== TASK GOAL ==
The required output is a copy of each line in the material below that includes "sync".

== DATA TO EXAMINE ==
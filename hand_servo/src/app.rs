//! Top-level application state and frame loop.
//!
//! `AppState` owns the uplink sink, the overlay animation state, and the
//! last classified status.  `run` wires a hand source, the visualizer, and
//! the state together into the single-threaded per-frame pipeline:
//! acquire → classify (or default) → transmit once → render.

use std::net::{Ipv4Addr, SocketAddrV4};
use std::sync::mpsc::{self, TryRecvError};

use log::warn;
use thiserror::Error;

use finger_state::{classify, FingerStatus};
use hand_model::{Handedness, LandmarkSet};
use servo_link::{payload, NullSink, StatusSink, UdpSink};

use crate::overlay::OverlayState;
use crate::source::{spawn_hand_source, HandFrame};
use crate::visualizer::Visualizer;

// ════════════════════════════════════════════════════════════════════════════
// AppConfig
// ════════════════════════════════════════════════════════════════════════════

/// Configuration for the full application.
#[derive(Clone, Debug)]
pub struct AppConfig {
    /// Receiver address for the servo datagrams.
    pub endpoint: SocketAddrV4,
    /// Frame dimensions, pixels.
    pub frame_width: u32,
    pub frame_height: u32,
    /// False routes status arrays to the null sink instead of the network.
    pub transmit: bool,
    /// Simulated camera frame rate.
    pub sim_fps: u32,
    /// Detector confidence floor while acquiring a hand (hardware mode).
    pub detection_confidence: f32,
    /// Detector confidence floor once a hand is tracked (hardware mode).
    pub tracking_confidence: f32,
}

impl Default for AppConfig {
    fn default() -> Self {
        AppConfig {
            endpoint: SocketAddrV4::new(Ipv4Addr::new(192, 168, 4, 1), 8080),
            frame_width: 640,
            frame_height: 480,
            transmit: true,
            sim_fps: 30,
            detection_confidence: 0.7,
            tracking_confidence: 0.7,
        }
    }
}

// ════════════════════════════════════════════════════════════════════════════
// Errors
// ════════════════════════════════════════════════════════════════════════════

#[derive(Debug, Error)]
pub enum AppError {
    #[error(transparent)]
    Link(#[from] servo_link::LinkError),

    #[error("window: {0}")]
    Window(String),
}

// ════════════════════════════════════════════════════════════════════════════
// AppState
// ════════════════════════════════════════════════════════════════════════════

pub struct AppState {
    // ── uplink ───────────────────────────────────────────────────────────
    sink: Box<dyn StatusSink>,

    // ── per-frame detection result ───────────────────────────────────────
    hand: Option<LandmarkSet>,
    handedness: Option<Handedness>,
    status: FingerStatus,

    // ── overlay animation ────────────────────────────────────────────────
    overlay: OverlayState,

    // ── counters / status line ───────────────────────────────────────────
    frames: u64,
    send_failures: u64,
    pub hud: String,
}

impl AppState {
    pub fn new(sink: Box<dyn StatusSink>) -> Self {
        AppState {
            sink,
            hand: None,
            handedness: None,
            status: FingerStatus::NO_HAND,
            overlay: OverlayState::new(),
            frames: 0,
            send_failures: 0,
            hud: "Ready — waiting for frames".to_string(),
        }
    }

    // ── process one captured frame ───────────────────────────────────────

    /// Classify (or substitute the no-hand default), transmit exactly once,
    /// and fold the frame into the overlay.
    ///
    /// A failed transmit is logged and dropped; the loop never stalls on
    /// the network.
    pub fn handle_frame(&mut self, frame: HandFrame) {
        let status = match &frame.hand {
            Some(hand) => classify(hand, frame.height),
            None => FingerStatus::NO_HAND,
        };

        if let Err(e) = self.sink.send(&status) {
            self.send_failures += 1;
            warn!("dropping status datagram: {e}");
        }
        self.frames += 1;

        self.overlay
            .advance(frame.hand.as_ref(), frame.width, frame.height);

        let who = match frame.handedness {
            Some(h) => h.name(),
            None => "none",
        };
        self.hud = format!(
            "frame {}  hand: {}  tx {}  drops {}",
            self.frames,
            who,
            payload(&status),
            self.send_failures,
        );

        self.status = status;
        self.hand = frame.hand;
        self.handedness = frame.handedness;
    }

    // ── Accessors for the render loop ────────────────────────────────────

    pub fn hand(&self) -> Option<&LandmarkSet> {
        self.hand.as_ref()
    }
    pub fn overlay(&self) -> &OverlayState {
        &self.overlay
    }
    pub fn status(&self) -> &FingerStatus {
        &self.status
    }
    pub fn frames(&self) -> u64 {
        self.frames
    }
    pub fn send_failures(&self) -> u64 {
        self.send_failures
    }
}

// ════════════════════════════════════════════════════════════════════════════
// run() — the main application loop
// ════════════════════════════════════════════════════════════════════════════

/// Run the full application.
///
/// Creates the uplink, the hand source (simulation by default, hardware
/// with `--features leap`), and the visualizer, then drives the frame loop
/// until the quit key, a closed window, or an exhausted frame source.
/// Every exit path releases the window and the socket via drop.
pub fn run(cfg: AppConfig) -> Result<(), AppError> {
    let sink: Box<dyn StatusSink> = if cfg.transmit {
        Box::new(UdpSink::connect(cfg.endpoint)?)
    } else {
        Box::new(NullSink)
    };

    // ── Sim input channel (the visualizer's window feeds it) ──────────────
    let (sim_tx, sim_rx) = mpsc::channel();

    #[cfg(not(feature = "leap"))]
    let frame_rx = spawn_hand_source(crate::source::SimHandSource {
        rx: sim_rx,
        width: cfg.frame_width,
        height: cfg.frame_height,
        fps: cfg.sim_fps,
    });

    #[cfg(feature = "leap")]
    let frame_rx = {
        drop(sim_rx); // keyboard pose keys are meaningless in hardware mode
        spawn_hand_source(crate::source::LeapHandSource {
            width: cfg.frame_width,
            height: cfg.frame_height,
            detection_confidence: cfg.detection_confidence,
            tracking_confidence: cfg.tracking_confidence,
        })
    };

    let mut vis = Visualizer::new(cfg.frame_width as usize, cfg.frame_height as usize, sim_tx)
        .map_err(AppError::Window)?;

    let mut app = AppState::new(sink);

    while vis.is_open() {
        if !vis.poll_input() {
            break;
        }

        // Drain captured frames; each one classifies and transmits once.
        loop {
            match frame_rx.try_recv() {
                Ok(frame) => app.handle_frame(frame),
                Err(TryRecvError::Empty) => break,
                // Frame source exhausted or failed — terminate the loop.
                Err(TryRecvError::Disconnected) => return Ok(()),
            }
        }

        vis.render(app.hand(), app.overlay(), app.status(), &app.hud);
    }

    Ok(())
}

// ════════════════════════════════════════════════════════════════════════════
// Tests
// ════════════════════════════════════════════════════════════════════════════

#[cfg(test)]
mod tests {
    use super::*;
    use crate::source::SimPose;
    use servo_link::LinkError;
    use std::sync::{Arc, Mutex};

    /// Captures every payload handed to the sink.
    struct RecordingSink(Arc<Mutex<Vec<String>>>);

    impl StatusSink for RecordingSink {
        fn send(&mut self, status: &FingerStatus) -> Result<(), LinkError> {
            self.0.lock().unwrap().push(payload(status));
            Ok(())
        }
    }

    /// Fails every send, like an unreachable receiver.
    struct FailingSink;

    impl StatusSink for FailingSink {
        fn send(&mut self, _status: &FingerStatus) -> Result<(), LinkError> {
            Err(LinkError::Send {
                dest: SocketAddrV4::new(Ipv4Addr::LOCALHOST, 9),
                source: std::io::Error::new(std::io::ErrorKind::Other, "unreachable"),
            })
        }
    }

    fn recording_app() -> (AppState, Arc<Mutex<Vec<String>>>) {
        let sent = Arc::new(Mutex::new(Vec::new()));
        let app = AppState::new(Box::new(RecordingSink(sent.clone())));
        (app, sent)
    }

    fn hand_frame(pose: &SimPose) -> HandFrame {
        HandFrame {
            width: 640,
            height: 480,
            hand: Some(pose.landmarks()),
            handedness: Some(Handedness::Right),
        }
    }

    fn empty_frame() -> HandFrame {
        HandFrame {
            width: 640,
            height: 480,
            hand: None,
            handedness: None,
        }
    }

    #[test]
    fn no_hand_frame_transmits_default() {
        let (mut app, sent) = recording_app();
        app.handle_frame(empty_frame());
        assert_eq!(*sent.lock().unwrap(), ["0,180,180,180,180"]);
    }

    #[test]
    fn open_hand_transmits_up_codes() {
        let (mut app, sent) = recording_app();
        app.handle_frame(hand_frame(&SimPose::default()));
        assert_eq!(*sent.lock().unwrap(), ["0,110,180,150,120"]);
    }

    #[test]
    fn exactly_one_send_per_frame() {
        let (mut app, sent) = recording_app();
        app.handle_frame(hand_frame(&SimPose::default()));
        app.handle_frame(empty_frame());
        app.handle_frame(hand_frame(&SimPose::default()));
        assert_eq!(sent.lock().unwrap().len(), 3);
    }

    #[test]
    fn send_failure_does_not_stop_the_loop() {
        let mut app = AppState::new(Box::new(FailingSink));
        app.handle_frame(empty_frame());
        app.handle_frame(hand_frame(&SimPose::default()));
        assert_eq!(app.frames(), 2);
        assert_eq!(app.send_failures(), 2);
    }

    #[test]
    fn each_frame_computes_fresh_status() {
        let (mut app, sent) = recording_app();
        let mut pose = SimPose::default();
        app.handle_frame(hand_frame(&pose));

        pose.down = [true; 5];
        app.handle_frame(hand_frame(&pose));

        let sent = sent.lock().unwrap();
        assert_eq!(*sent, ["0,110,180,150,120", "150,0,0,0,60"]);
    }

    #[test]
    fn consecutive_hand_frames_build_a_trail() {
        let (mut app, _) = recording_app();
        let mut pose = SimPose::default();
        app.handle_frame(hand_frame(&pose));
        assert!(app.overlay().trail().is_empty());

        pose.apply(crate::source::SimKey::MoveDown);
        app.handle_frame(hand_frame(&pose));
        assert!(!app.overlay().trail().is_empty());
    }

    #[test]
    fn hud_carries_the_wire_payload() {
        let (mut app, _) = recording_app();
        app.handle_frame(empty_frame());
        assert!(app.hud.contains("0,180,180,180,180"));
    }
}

== ANSWER BOX ==
use std::sync::mpsc::{self, TryRecvError};
    use std::sync::{Arc, Mutex};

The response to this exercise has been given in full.